(97d) Building Better Proteins: Integrating Cell-Free Protein Synthesis and Coarse-Grained Molecular Simulation to Rapidly Determine the Optimal Location for PEGylation

Protein therapeutics are life-saving drugs that combat some of the world’s most debilitating and painful diseases including cancer, multiple sclerosis, rheumatoid arthritis, Hepatitis, and diabetes. Many protein drugs are currently under development, and within five years, the number of protein therapeutics prescribed is expected to eclipse the number of small molecule therapeutics. This is particularly exciting as there is great hope for effective protein therapeutics to combat Alzheimer’s, cancer, and genetic disorders. However, fundamental limitations of protein therapeutics include susceptibility to degradation and aggregation, stimulation of an immune response, and rapid clearance from the body.

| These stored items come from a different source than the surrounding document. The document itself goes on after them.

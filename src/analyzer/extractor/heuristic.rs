//! Line-oriented pattern extraction for languages without a grammar parse.
//!
//! Every class and function match is emitted at the top level; nesting is
//! never inferred. Duplicate names are suppressed on a first-wins basis.

use std::collections::HashSet;
use std::sync::LazyLock;

use regex::Regex;

use super::patterns::{
    CommentStyle, LanguagePatterns, ParamStyle, STATEMENT_WORDS, is_reserved, library_name,
    patterns_for,
};
use super::{Extraction, Extractor, LibrarySet, SourceLines};
use crate::analyzer::language::Language;
use crate::types::{DeclarationNode, FunctionRecord, SummarySource, synthesize_summary};

static IDENT: LazyLock<Regex> =
    LazyLock::new(|| Regex::new(r"[A-Za-z_][A-Za-z0-9_]*").expect("valid identifier pattern"));

static XML_TAG: LazyLock<Regex> =
    LazyLock::new(|| Regex::new(r"</?[A-Za-z][^>]*>").expect("valid xml tag pattern"));

pub struct HeuristicExtractor {
    language: Language,
    window: usize,
}

impl HeuristicExtractor {
    /// `window` is the number of lines captured per function, starting at the match line
    pub fn new(language: Language, window: usize) -> Self {
        Self {
            language,
            window: window.max(1),
        }
    }
}

impl Extractor for HeuristicExtractor {
    fn extract(&self, source: &str) -> Extraction {
        let Some(patterns) = patterns_for(self.language) else {
            tracing::debug!("No heuristic patterns for {}, skipping extraction", self.language);
            return Extraction::new();
        };

        let lines = SourceLines::new(source);
        let mut libraries = LibrarySet::new();
        let mut functions = Vec::new();
        let mut tree = Vec::new();
        let mut seen_functions: HashSet<String> = HashSet::new();
        let mut seen_classes: HashSet<String> = HashSet::new();
        let mut in_import_block = false;

        for (index, line) in lines.iter() {
            if let Some(block) = &patterns.import_block {
                if in_import_block {
                    if block.end.is_match(line) {
                        in_import_block = false;
                    } else if let Some(path) = block.line.captures(line).and_then(|c| c.name("path"))
                        && let Some(name) = library_name(path.as_str())
                    {
                        libraries.insert(&name);
                    }
                    continue;
                }
                if block.start.is_match(line) {
                    in_import_block = true;
                    continue;
                }
            }

            for re in &patterns.imports {
                if let Some(path) = re.captures(line).and_then(|c| c.name("path"))
                    && let Some(name) = library_name(path.as_str())
                {
                    libraries.insert(&name);
                }
            }

            if let Some((name, _)) = match_declaration(&patterns.classes, line)
                && seen_classes.insert(name.to_string())
            {
                tree.push(DeclarationNode::class(name, "", 0));
            }

            if let Some((name, name_end)) = match_declaration(&patterns.functions, line) {
                if !seen_functions.insert(name.to_string()) {
                    continue;
                }

                let last = index.saturating_add(self.window - 1);
                let parameters = parameter_list(&lines, index, name_end, last, patterns.quotes)
                    .map(|raw| parameter_names(&raw, patterns))
                    .unwrap_or_default();

                let (summary, summary_source) = match doc_comment(&lines, index, patterns.comments)
                {
                    Some(doc) => (doc, SummarySource::DocComment),
                    None => (synthesize_summary(&parameters), SummarySource::Synthesized),
                };

                functions.push(FunctionRecord {
                    name: name.to_string(),
                    summary,
                    summary_source,
                    source_slice: lines.slice(index, last),
                    start_line: index + 1,
                    end_line: last.min(lines.len().saturating_sub(1)) + 1,
                });

                let tree_params = parameters.into_iter().filter(|p| !is_receiver(p)).collect();
                tree.push(DeclarationNode::function(name, "", 0, tree_params));
            }
        }

        tracing::debug!(
            "Heuristic {} extraction: {} functions, {} tree nodes",
            self.language,
            functions.len(),
            tree.len()
        );

        Extraction {
            libraries: libraries.into_sorted(),
            functions,
            tree,
        }
    }

    fn language(&self) -> Language {
        self.language
    }
}
#[cfg(test)]
mod tests {
    use super::*;
    use crate::types::DeclarationKind;

    fn extract(source: &str) -> Extraction {
        PythonExtractor::new().unwrap().extract(source)
    }

    #[test]
    fn test_docstring_summary_and_exact_slice() {
        let source = "def noop():\n    \"\"\"computes nothing\"\"\"\n";
        let result = extract(source);

        assert!(result.libraries.is_empty());
        assert_eq!(result.functions.len(), 1);
        let func = &result.functions[0];
        assert_eq!(func.name, "noop");
        assert_eq!(func.summary, "computes nothing");
        assert_eq!(func.summary_source, SummarySource::DocComment);
        assert_eq!(func.source_slice, "def noop():\n    \"\"\"computes nothing\"\"\"");
        assert_eq!((func.start_line, func.end_line), (1, 2));
    }

    #[test]
    fn test_multiline_docstring_uses_first_line() {
        let source = r#"
def load(path):
    """
    Load the configuration file.

    Raises on missing files.
    """
    return open(path)
"#;
        let result = extract(source);
        assert_eq!(result.functions[0].summary, "Load the configuration file.");
    }

    #[test]
    fn test_synthesized_summaries() {
        let source = r#"
def add(a, b: int, c=3, *args, d, **kwargs):
    return a + b

def tick():
    pass

def fmt(value):
    f"""not a {value} docstring"""
"#;
        let result = extract(source);
        let summaries: Vec<&str> = result.functions.iter().map(|f| f.summary.as_str()).collect();
        assert_eq!(
            summaries,
            vec![
                "Function with parameters: a, b, c",
                "Function with no parameters",
                "Function with parameters: value",
            ]
        );
        assert!(result.functions.iter().all(|f| f.is_synthesized()));
    }

    #[test]
    fn test_positional_only_parameters_skipped() {
        let result = extract("def f(a, /, b, *, c):\n    pass\n");
        assert_eq!(result.functions[0].summary, "Function with parameters: b");
        assert_eq!(result.tree[0].parameter_names, vec!["b"]);

        let result = extract("def g(a, b, /):\n    pass\n");
        assert_eq!(result.functions[0].summary, "Function with no parameters");
    }

    #[test]
    fn test_docstring_escapes_decoded() {
        let source = "def f():\n    \"\"\"Say \\\"hi\\\" now\"\"\"\n\ndef g():\n    \"\"\"a\\tb\\x41\\u00e9\\101\\q\"\"\"\n";
        let result = extract(source);
        assert_eq!(result.functions[0].summary, "Say \"hi\" now");
        assert_eq!(result.functions[1].summary, "a\tbAéA\\q");
    }

    #[test]
    fn test_raw_docstring_kept_verbatim() {
        let result = extract("def f():\n    r\"\"\"a\\tb\"\"\"\n");
        assert_eq!(result.functions[0].summary, "a\\tb");
        assert_eq!(result.functions[0].summary_source, SummarySource::DocComment);
    }

    #[test]
    fn test_decode_escapes() {
        assert_eq!(decode_escapes(r"line\
continued"), "linecontinued");
        assert_eq!(decode_escapes(r"\\ \' \0"), "\\ ' \0");
        assert_eq!(decode_escapes(r"\xZZ \N{BULLET}"), r"\xZZ \N{BULLET}");
        assert_eq!(decode_escapes("trailing\\"), "trailing\\");
    }

    #[test]
    fn test_trailing_comment_not_in_slice() {
        let result = extract("def f():\n    pass\n    # trailing indented\n\nx = 1\n");
        let func = &result.functions[0];
        assert_eq!(func.source_slice, "def f():\n    pass");
        assert_eq!((func.start_line, func.end_line), (1, 2));
    }

    #[test]
    fn test_libraries_sorted_and_deduplicated() {
        let source = r#"
import os
import os.path
import sys, json as j
from collections import OrderedDict
from collections.abc import Mapping
from . import sibling
from .pkg import helper
import asyncio

def inner():
    import zlib
"#;
        let result = extract(source);
        assert_eq!(
            result.libraries,
            vec!["asyncio", "collections", "json", "os", "pkg", "sys", "zlib"]
        );
    }

    #[test]
    fn test_same_package_via_different_subpaths() {
        let source = "import xml.dom\nfrom xml.etree import ElementTree\n";
        assert_eq!(extract(source).libraries, vec!["xml"]);
    }

    #[test]
    fn test_syntax_error_returns_empty() {
        let result = extract("def broken(:\n    return 1\n");
        assert!(result.is_empty());

        let result = extract("class Thing\n    def __init__(self) pass\n");
        assert!(result.is_empty());
    }

    #[test]
    fn test_empty_source() {
        assert!(extract("").is_empty());
    }

    #[test]
    fn test_method_nested_in_class() {
        let source = r#"
class Greeter:
    def __init__(self, name):
        self.name = name

    def greet(self, loud=False):
        def shout(text):
            return text.upper()
        return shout(self.name) if loud else self.name
"#;
        let result = extract(source);

        let names: Vec<&str> = result.functions.iter().map(|f| f.name.as_str()).collect();
        assert_eq!(names, vec!["__init__", "greet", "shout"]);

        let tree = &result.tree;
        assert_eq!(tree.len(), 4);
        assert_eq!(tree[0], DeclarationNode::class("Greeter", "", 0));
        assert_eq!(tree[1].name, "__init__");
        assert_eq!(tree[1].parent_name, "Greeter");
        assert_eq!(tree[1].nesting_level, tree[0].nesting_level + 1);
        assert_eq!(tree[1].parameter_names, vec!["name"]);
        assert_eq!(tree[2].parameter_names, vec!["loud"]);
        assert_eq!(tree[3].name, "shout");
        assert_eq!(tree[3].parent_name, "greet");
        assert_eq!(tree[3].nesting_level, 2);
        assert_eq!(tree[3].kind, DeclarationKind::Function);
    }

    #[test]
    fn test_decorated_and_async_definitions() {
        let source = r#"
import functools

@functools.cache
def cached(x):
    return x

async def fetch(url):
    """Fetch a URL."""
    return url
"#;
        let result = extract(source);
        assert_eq!(result.functions.len(), 2);
        assert_eq!(result.functions[0].source_slice, "def cached(x):\n    return x");
        assert_eq!(result.functions[1].summary, "Fetch a URL.");
        assert!(result.tree.iter().all(|n| n.is_root()));
    }

    #[test]
    fn test_class_inside_function() {
        let source = "def factory():\n    class Local:\n        pass\n    return Local\n";
        let result = extract(source);
        assert_eq!(result.tree.len(), 2);
        assert_eq!(result.tree[1].kind, DeclarationKind::Class);
        assert_eq!(result.tree[1].parent_name, "factory");
        assert_eq!(result.tree[1].nesting_level, 1);
    }
}
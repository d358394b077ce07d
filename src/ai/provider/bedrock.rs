//! Amazon Bedrock Provider
//!
//! Titan text models over the Bedrock runtime HTTP API, authorized with a
//! Bedrock API key sent as a bearer token.

use async_trait::async_trait;
use secrecy::{ExposeSecret, SecretString};
use serde::{Deserialize, Serialize};
use tracing::{debug, info, warn};

use super::{
    ErrorClassifier, LlmProvider, ProviderConfig, build_client, ensure_success, non_empty_output,
    resolve_api_key,
};
use crate::types::Result;

const PROVIDER: &str = "bedrock";
const DEFAULT_MODEL: &str = "amazon.titan-text-lite-v1";
const DEFAULT_REGION: &str = "us-west-2";
const API_KEY_ENV: &str = "AWS_BEARER_TOKEN_BEDROCK";

pub struct BedrockProvider {
    api_key: SecretString,
    /// `https://bedrock-runtime.<region>.amazonaws.com` unless overridden
    runtime_base: String,
    /// `https://bedrock.<region>.amazonaws.com` unless overridden
    control_base: String,
    model: String,
    temperature: f32,
    client: reqwest::Client,
}

impl std::fmt::Debug for BedrockProvider {
    fn fmt(&self, f: &mut std::fmt::Formatter<'_>) -> std::fmt::Result {
        f.debug_struct("BedrockProvider")
            .field("api_key", &"[REDACTED]")
            .field("runtime_base", &self.runtime_base)
            .field("model", &self.model)
            .field("temperature", &self.temperature)
            .finish()
    }
}

impl BedrockProvider {
    pub fn new(config: ProviderConfig) -> Result<Self> {
        let api_key = resolve_api_key(&config, API_KEY_ENV, "Bedrock")?;

        let region = if config.region.trim().is_empty() {
            DEFAULT_REGION.to_string()
        } else {
            config.region.trim().to_string()
        };

        let (runtime_base, control_base) = match config.api_base {
            Some(base) => {
                let base = base.trim_end_matches('/').to_string();
                (base.clone(), base)
            }
            None => (
                format!("https://bedrock-runtime.{}.amazonaws.com", region),
                format!("https://bedrock.{}.amazonaws.com", region),
            ),
        };

        Ok(Self {
            api_key,
            runtime_base,
            control_base,
            model: config.model.unwrap_or_else(|| DEFAULT_MODEL.to_string()),
            temperature: config.temperature,
            client: build_client(config.timeout_secs)?,
        })
    }

    fn invoke_url(&self) -> String {
        format!("{}/model/{}/invoke", self.runtime_base, self.model)
    }

    fn build_request(&self, prompt: &str, max_tokens: u32) -> TitanRequest {
        TitanRequest {
            input_text: prompt.to_string(),
            text_generation_config: TextGenerationConfig {
                max_token_count: max_tokens,
                temperature: self.temperature,
            },
        }
    }
}

#[async_trait]
impl LlmProvider for BedrockProvider {
    async fn complete(&self, prompt: &str, max_tokens: u32) -> Result<String> {
        info!(
            "Generating with Bedrock (model: {}, max tokens: {})",
            self.model, max_tokens
        );

        let response = self
            .client
            .post(self.invoke_url())
            .bearer_auth(self.api_key.expose_secret())
            .header("Accept", "application/json")
            .json(&self.build_request(prompt, max_tokens))
            .send()
            .await
            .map_err(|e| ErrorClassifier::classify_transport(&e, PROVIDER))?;

        let body: TitanResponse = ensure_success(response, PROVIDER)
            .await?
            .json()
            .await
            .map_err(|e| ErrorClassifier::classify_transport(&e, PROVIDER))?;

        debug!("Received {} result(s) from Bedrock", body.results.len());
        non_empty_output(
            body.results.first().map(|r| r.output_text.as_str()),
            PROVIDER,
        )
    }

    fn name(&self) -> &str {
        PROVIDER
    }

    fn model(&self) -> &str {
        &self.model
    }

    async fn health_check(&self) -> Result<bool> {
        let url = format!("{}/foundation-models", self.control_base);

        let response = self
            .client
            .get(&url)
            .bearer_auth(self.api_key.expose_secret())
            .send()
            .await;

        match response {
            Ok(resp) if resp.status().is_success() => {
                let count = resp
                    .json::<FoundationModels>()
                    .await
                    .map(|m| m.model_summaries.len())
                    .unwrap_or(0);
                info!("Bedrock API is available ({} foundation models)", count);
                Ok(true)
            }
            Ok(resp) => {
                warn!("Bedrock API check failed: {}", resp.status());
                Ok(false)
            }
            Err(e) => {
                warn!("Bedrock API check failed: {}", e);
                Ok(false)
            }
        }
    }
}

// Request/Response types

#[derive(Debug, Serialize)]
#[serde(rename_all = "camelCase")]
struct TitanRequest {
    input_text: String,
    text_generation_config: TextGenerationConfig,
}

#[derive(Debug, Serialize)]
#[serde(rename_all = "camelCase")]
struct TextGenerationConfig {
    max_token_count: u32,
    temperature: f32,
}

#[derive(Debug, Deserialize)]
struct TitanResponse {
    #[serde(default)]
    results: Vec<TitanResult>,
}

#[derive(Debug, Deserialize)]
#[serde(rename_all = "camelCase")]
struct TitanResult {
    #[serde(default)]
    output_text: String,
}

#[derive(Debug, Deserialize)]
#[serde(rename_all = "camelCase")]
struct FoundationModels {
    #[serde(default)]
    model_summaries: Vec<serde_json::Value>,
}

#[cfg(test)]
mod tests {
    use super::*;

    fn provider(api_base: Option<&str>) -> BedrockProvider {
        BedrockProvider::new(ProviderConfig {
            api_key: Some(SecretString::from("bedrock-test-key")),
            api_base: api_base.map(String::from),
            ..ProviderConfig::default()
        })
        .unwrap()
    }

    #[test]
    fn test_regional_endpoints() {
        let p = provider(None);
        assert_eq!(
            p.invoke_url(),
            "https://bedrock-runtime.us-west-2.amazonaws.com/model/amazon.titan-text-lite-v1/invoke"
        );
        assert_eq!(p.control_base, "https://bedrock.us-west-2.amazonaws.com");
    }

    #[test]
    fn test_endpoint_override() {
        let p = provider(Some("http://localhost:4566/"));
        assert_eq!(
            p.invoke_url(),
            "http://localhost:4566/model/amazon.titan-text-lite-v1/invoke"
        );
    }

    #[test]
    fn test_request_shape() {
        let body = serde_json::to_value(provider(None).build_request("hi", 50)).unwrap();
        assert_eq!(body["inputText"], "hi");
        assert_eq!(body["textGenerationConfig"]["maxTokenCount"], 50);
    }

    #[test]
    fn test_response_shape() {
        let body: TitanResponse = serde_json::from_str(
            r#"{"inputTextTokenCount": 3, "results": [{"tokenCount": 4, "outputText": "\nAdds numbers.", "completionReason": "FINISH"}]}"#,
        )
        .unwrap();
        assert_eq!(body.results[0].output_text, "\nAdds numbers.");
    }

    #[test]
    fn test_debug_hides_key() {
        let debug = format!("{:?}", provider(None));
        assert!(!debug.contains("bedrock-test-key"));
    }
}
//! The single entry point for security-relevant events (spec §4.12).
//!
//! `appendSecurityAuditEvent` writes policy, approval, install, and auth
//! events into `security-events.jsonl` under the state directory. Other
//! audit events (task completion, LLM/TOOL spans) go through
//! [`crate::AuditChain`] directly with their own file name; this module
//! exists because spec §4.12 calls out security events as needing one
//! dedicated, always-used entry point rather than letting each caller
//! pick its own file.

use std::path::{Path, PathBuf};

use serde_json::Value;

use crate::chain::AuditChain;
use crate::error::AuditResult;

/// File name security events are written under, relative to the state dir.
pub const SECURITY_EVENTS_FILE: &str = "security-events.jsonl";

/// Recorder for security-relevant events: policy decisions, approval
/// transitions, skill installs, auth events.
#[derive(Debug, Clone)]
pub struct SecurityAuditRecorder {
    chain: AuditChain,
}

impl SecurityAuditRecorder {
    /// Create a recorder writing under `state_dir/security-events.jsonl`.
    #[must_use]
    pub fn new(state_dir: impl AsRef<Path>) -> Self {
        Self {
            chain: AuditChain::new(PathBuf::from(state_dir.as_ref()).join(SECURITY_EVENTS_FILE)),
        }
    }

    /// The file path this recorder writes to.
    #[must_use]
    pub fn path(&self) -> &Path {
        self.chain.path()
    }

    /// Append a security event. This is the *only* write path for
    /// policy/approval/install/auth events in this workspace.
    ///
    /// # Errors
    ///
    /// Returns an [`crate::AuditError`] if the append fails or the chain
    /// is found to be corrupted.
    pub async fn record(&self, event_type: impl Into<String>, payload: Value) -> AuditResult<()> {
        self.chain.append(event_type, payload).await?;
        Ok(())
    }
}

#[cfg(test)]
mod tests {
    use super::*;
    use serde_json::json;
    use tempfile::tempdir;

    #[tokio::test]
    async fn writes_under_security_events_file() {
        let dir = tempdir().unwrap();
        let recorder = SecurityAuditRecorder::new(dir.path());
        recorder
            .record("policy_decision", json!({"tool": "write_file", "allowed": true}))
            .await
            .unwrap();
        assert!(dir.path().join(SECURITY_EVENTS_FILE).exists());
    }
}
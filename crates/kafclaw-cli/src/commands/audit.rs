//! `kafclaw audit verify` — walk the audit chain and report its state.

use colored::Colorize;
use kafclaw_audit::ChainVerification;

/// Verify the hash chain of the workspace's audit log.
pub(crate) fn verify_audit_chain(workspace_root: &std::path::Path) -> anyhow::Result<()> {
    let path = workspace_root.join(".kafclaw").join("audit.jsonl");
    if !path.exists() {
        println!("No audit log found at {}", path.display());
        return Ok(());
    }

    match kafclaw_audit::verify_chain(&path)? {
        ChainVerification::Valid => {
            println!("{}", "Audit chain is valid.".green());
        }
        ChainVerification::Broken { line, reason } => {
            println!("{} at line {line}: {reason}", "Audit chain is broken".red().bold());
            anyhow::bail!("audit chain broken at line {line}: {reason}");
        }
    }
    Ok(())
}
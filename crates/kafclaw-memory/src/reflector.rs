//! Memory Reflector (spec §4.8, C9, second half): consolidates a session's
//! accumulated observations down to roughly 60% of their count once they
//! exceed a cap, without ever discarding a `high`-priority entry.
//!
//! Grounded on the same `TextCompressor` collaborator seam as the Observer
//! ([`crate::observation`]) — the Reflector is the same shape of
//! threshold-triggered batch pass, just consolidating observations instead
//! of raw turns, so it reuses the Observer's parsed-output format rather
//! than inventing a second one.

use chrono::{DateTime, Utc};

use crate::error::MemoryResult;
use crate::observation::{parse_observations, Observation, ObservationStore, Priority, TextCompressor};

/// Default total-observation count (per session) that triggers a reflection
/// pass (spec §4.8: "fires when total observations ≥ max").
pub const DEFAULT_MAX_OBSERVATIONS: usize = 500;

const REFLECTION_PROMPT: &str = "Consolidate the following observation notes into fewer, denser \
notes covering the same ground. Output only lines of the form `- [HIGH|MEDIUM|LOW] <1-2 \
sentences>` grouped under `## YYYY-MM-DD` headers. Do not introduce new facts.";

/// Runs the Reflector pass over a session's [`ObservationStore`] rows.
pub struct Reflector {
    max_observations: usize,
}

impl Reflector {
    /// Build a reflector using the default cap.
    #[must_use]
    pub fn new() -> Self {
        Self::with_max_observations(DEFAULT_MAX_OBSERVATIONS)
    }

    /// Build a reflector with an explicit cap.
    #[must_use]
    pub fn with_max_observations(max_observations: usize) -> Self {
        Self {
            max_observations: max_observations.max(1),
        }
    }

    /// Whether `session_observation_count` has crossed the cap and a
    /// reflection pass should run.
    #[must_use]
    pub fn should_reflect(&self, session_observation_count: usize) -> bool {
        session_observation_count >= self.max_observations
    }

    /// Consolidate `session_id`'s observations in `store`.
    ///
    /// All `high`-priority rows are carried over untouched; every other row
    /// is handed to `compressor` for consolidation, targeting roughly 60% of
    /// the original total row count (spec §4.8). Returns the new set of
    /// observations now on record for the session (empty if the session was
    /// under the cap and nothing was done).
    ///
    /// Deletion of the superseded rows happens only after the consolidated
    /// rows are computed and inserted, approximating spec §4.8's "deletes
    /// old observations in the same transaction" within this crate's
    /// single-process, non-transactional KV model — the same caveat
    /// documented on [`crate::observation::ObservationQueue::compress_and_advance`].
    ///
    /// # Errors
    ///
    /// Returns an error if the backing store fails to read, write, or
    /// delete, or if `compressor` fails.
    pub async fn reflect_session(
        &self,
        session_id: &str,
        store: &ObservationStore,
        compressor: &dyn TextCompressor,
        now: DateTime<Utc>,
    ) -> MemoryResult<Vec<Observation>> {
        let all = store.list_all().await?;
        let session_entries: Vec<(String, Observation)> = all
            .into_iter()
            .filter(|(_, obs)| obs.session_id == session_id)
            .collect();

        if !self.should_reflect(session_entries.len()) {
            return Ok(Vec::new());
        }

        let original_count = session_entries.len();
        let target_total = ((original_count * 6) / 10).max(1);

        let (high, rest): (Vec<_>, Vec<_>) = session_entries
            .iter()
            .map(|(_, obs)| obs.clone())
            .partition(|obs| obs.priority == Priority::High);

        let consolidated_budget = target_total.saturating_sub(high.len());

        let mut new_observations = high;
        if consolidated_budget > 0 && !rest.is_empty() {
            let input = rest
                .iter()
                .map(|obs| format!("- [{:?}] {}", obs.priority, obs.content))
                .collect::<Vec<_>>()
                .join("\n");
            let raw = compressor.compress(REFLECTION_PROMPT, &input).await?;
            let mut consolidated = parse_observations(session_id, &raw, now);
            consolidated.truncate(consolidated_budget);
            new_observations.extend(consolidated);
        }

        for (key, _) in &session_entries {
            store.delete(key).await?;
        }
        store.insert_all(&new_observations).await?;

        Ok(new_observations)
    }
}

impl Default for Reflector {
    fn default() -> Self {
        Self::new()
    }
}

/// Parse the Reflector's consolidated output the same way the Observer
/// parses compression output — re-exported under a Reflector-scoped name so
/// callers don't need to reach into [`crate::observation`] directly.
#[must_use]
pub fn parse_consolidated(session_id: &str, raw: &str, now: DateTime<Utc>) -> Vec<Observation> {
    parse_observations(session_id, raw, now)
}

#[cfg(test)]
mod tests {
    use super::*;
    use crate::observation::ObservationStore;
    use async_trait::async_trait;
    use kafclaw_storage::MemoryKvStore;
    use std::sync::Arc;

    struct FixedCompressor(String);

    #[async_trait]
    impl TextCompressor for FixedCompressor {
        async fn compress(&self, _prompt: &str, _input: &str) -> MemoryResult<String> {
            Ok(self.0.clone())
        }
    }

    fn observation(session: &str, priority: Priority, content: &str, now: DateTime<Utc>) -> Observation {
        Observation {
            session_id: session.to_string(),
            content: content.to_string(),
            priority,
            observed_at: now,
            referenced_at: None,
        }
    }

    #[tokio::test]
    async fn does_not_reflect_under_cap() {
        let backend = Arc::new(MemoryKvStore::new());
        let store = ObservationStore::new(backend);
        let now = Utc::now();
        store
            .insert_all(&[observation("s1", Priority::Medium, "one", now)])
            .await
            .unwrap();

        let reflector = Reflector::with_max_observations(10);
        let compressor = FixedCompressor(String::new());
        let result = reflector
            .reflect_session("s1", &store, &compressor, now)
            .await
            .unwrap();
        assert!(result.is_empty());
        assert_eq!(store.list_for_session("s1").await.unwrap().len(), 1);
    }

    #[tokio::test]
    async fn preserves_all_high_priority_entries() {
        let backend = Arc::new(MemoryKvStore::new());
        let store = ObservationStore::new(backend);
        let now = Utc::now();

        let mut rows = Vec::new();
        for i in 0..3 {
            rows.push(observation("s1", Priority::High, &format!("critical {i}"), now));
        }
        for i in 0..3 {
            rows.push(observation("s1", Priority::Low, &format!("noise {i}"), now));
        }
        store.insert_all(&rows).await.unwrap();

        let reflector = Reflector::with_max_observations(6);
        let compressor =
            FixedCompressor("## 2026-07-27\n- [LOW] consolidated noise".to_string());
        let result = reflector
            .reflect_session("s1", &store, &compressor, now)
            .await
            .unwrap();

        let high_survivors = result.iter().filter(|o| o.priority == Priority::High).count();
        assert_eq!(high_survivors, 3);

        let stored = store.list_for_session("s1").await.unwrap();
        assert_eq!(stored.iter().filter(|o| o.priority == Priority::High).count(), 3);
    }

    #[tokio::test]
    async fn consolidation_reduces_total_row_count() {
        let backend = Arc::new(MemoryKvStore::new());
        let store = ObservationStore::new(backend);
        let now = Utc::now();

        let rows: Vec<Observation> = (0..10)
            .map(|i| observation("s1", Priority::Medium, &format!("turn {i}"), now))
            .collect();
        store.insert_all(&rows).await.unwrap();

        let reflector = Reflector::with_max_observations(10);
        let compressor = FixedCompressor("## 2026-07-27\n- [MEDIUM] one dense note".to_string());
        let result = reflector
            .reflect_session("s1", &store, &compressor, now)
            .await
            .unwrap();

        assert!(result.len() < 10);
        assert_eq!(store.list_for_session("s1").await.unwrap().len(), result.len());
    }
}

These impediments have led to the development of second generation drugs in which a protein therapeutic is covalently conjugated to the FDA-approved polymer polyethylene glycol (PEG). This has resulted in significant improvement in overcoming the above limitations; however, PEGylation typically leads to reduced protein activity. To overcome this drawback, our lab has developed a method to 1) site-specifically attach PEG to proteins and 2) find the optimal conjugation location that stabilizes the protein while maintaining its activity. The method utilizes a hybrid computational/experimental approach to determine the locational impact of PEGylation on PEG attachment efficiency, protein stability and activity. This is done by integrating a coarse-grain simulation approach with cell-free protein synthesis experimental technology. Through experiments utilizing T4 Lysozyme as a model protein, we demonstrate the utility of this integrated approach and evaluate the predictive impact of currently held design guidelines for PEGylation including site solvent accessibility, conjugation site structure, PEG size, and double PEGylation. Our findings revealed that PEGylation efficiency, protein stability, and activity were not well predicted by the current guidelines, illustrating the need for a rapid screening approach such as the one reported herein. The results of this work have been recently reported in ACS Synthetic Biology: 7(2):510-521.